• Entries shown:
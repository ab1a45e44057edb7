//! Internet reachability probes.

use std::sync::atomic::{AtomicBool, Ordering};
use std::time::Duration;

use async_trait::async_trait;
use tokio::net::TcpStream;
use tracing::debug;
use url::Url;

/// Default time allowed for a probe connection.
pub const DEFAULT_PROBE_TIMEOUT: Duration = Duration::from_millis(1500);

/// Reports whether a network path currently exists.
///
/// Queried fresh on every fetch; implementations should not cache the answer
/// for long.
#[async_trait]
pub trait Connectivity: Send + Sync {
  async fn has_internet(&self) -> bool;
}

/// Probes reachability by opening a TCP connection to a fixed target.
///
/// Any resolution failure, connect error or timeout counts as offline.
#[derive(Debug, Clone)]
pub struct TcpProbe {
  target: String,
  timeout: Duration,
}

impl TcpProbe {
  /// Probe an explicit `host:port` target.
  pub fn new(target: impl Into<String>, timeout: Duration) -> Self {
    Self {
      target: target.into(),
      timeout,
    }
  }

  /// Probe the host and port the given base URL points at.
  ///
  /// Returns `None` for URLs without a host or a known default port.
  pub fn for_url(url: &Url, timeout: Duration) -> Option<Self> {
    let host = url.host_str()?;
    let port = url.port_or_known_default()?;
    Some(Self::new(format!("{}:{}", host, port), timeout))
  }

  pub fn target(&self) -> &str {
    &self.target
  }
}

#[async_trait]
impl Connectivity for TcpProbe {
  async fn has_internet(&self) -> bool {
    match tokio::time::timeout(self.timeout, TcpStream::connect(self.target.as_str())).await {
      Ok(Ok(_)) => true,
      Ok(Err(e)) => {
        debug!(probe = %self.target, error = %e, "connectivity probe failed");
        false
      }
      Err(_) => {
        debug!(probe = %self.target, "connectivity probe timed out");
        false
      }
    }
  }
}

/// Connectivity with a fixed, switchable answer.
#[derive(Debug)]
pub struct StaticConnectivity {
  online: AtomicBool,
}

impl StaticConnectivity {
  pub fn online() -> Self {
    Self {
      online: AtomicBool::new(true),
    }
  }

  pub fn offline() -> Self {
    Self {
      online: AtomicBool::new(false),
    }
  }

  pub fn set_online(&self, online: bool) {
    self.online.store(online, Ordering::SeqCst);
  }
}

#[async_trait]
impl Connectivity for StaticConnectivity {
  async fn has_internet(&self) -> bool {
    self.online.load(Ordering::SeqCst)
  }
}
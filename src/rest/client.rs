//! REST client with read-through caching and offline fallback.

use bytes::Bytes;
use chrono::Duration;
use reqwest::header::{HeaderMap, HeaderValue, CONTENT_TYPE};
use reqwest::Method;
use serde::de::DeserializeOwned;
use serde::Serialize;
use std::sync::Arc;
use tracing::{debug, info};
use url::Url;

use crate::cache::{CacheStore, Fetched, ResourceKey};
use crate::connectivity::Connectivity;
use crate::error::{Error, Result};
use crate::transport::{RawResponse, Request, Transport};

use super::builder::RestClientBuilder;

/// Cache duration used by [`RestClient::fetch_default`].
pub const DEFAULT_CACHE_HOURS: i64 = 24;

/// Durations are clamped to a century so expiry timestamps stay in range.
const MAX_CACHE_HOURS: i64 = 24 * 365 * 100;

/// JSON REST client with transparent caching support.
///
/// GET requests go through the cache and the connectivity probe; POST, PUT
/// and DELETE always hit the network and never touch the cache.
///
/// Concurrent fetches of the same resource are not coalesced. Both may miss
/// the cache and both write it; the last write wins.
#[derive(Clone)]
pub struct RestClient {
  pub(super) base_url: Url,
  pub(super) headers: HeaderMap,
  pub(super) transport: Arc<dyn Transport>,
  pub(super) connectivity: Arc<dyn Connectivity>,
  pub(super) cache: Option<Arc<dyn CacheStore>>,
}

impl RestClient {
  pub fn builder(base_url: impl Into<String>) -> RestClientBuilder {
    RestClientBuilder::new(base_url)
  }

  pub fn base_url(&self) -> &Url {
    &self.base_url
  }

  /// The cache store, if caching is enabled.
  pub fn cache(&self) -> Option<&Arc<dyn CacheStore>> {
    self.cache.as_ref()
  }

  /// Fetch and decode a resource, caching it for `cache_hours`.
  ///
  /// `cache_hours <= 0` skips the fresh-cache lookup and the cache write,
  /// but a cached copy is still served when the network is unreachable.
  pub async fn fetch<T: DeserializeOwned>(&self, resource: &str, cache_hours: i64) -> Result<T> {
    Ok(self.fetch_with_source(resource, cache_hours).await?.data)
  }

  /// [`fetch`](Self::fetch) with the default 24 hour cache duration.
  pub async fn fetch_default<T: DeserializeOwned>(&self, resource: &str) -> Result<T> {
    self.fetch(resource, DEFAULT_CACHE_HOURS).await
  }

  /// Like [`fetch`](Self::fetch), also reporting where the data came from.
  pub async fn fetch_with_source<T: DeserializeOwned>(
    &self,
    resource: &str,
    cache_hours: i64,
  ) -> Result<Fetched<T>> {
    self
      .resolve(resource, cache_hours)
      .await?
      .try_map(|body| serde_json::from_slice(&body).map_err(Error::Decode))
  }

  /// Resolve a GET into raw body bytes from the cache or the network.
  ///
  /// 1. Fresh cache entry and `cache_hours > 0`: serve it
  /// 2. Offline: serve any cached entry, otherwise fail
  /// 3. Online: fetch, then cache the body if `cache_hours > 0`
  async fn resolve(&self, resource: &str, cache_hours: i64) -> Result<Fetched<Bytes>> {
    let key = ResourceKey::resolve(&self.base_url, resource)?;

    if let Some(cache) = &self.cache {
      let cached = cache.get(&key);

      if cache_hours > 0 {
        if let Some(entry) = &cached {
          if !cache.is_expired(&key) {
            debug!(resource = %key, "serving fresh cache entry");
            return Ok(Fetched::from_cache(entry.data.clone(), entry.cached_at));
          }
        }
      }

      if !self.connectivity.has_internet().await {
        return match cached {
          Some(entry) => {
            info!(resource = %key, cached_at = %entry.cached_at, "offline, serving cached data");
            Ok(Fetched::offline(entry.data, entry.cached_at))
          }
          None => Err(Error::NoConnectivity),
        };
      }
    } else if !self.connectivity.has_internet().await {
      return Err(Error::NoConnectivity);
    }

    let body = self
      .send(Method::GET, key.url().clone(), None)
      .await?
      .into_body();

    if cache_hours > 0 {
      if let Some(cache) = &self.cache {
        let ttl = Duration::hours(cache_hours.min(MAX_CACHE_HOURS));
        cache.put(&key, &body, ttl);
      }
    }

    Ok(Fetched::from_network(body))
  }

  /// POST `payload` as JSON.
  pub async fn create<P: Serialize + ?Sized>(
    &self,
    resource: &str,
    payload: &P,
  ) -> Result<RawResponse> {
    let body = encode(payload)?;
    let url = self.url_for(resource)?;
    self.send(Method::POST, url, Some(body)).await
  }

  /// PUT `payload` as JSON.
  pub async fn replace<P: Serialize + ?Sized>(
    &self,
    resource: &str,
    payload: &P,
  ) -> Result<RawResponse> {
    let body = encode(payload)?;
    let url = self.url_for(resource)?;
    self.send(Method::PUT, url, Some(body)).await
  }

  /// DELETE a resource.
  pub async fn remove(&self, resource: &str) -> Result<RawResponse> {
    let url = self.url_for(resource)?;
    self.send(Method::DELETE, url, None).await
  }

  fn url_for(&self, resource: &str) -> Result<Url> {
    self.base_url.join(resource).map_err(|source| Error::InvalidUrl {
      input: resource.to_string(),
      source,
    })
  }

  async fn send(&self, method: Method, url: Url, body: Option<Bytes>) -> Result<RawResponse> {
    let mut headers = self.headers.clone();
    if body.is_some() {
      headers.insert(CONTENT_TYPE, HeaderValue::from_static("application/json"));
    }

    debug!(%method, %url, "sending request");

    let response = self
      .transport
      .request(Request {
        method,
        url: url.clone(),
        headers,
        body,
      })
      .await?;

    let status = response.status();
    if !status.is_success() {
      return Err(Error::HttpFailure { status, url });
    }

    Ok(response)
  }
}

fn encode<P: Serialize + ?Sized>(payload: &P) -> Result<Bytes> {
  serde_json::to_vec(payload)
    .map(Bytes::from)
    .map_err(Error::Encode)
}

• Work to be completed:
Respond with the count of lines in the material above that contain the word "entry", and add nothing to it.

• Answer for this exercise:
8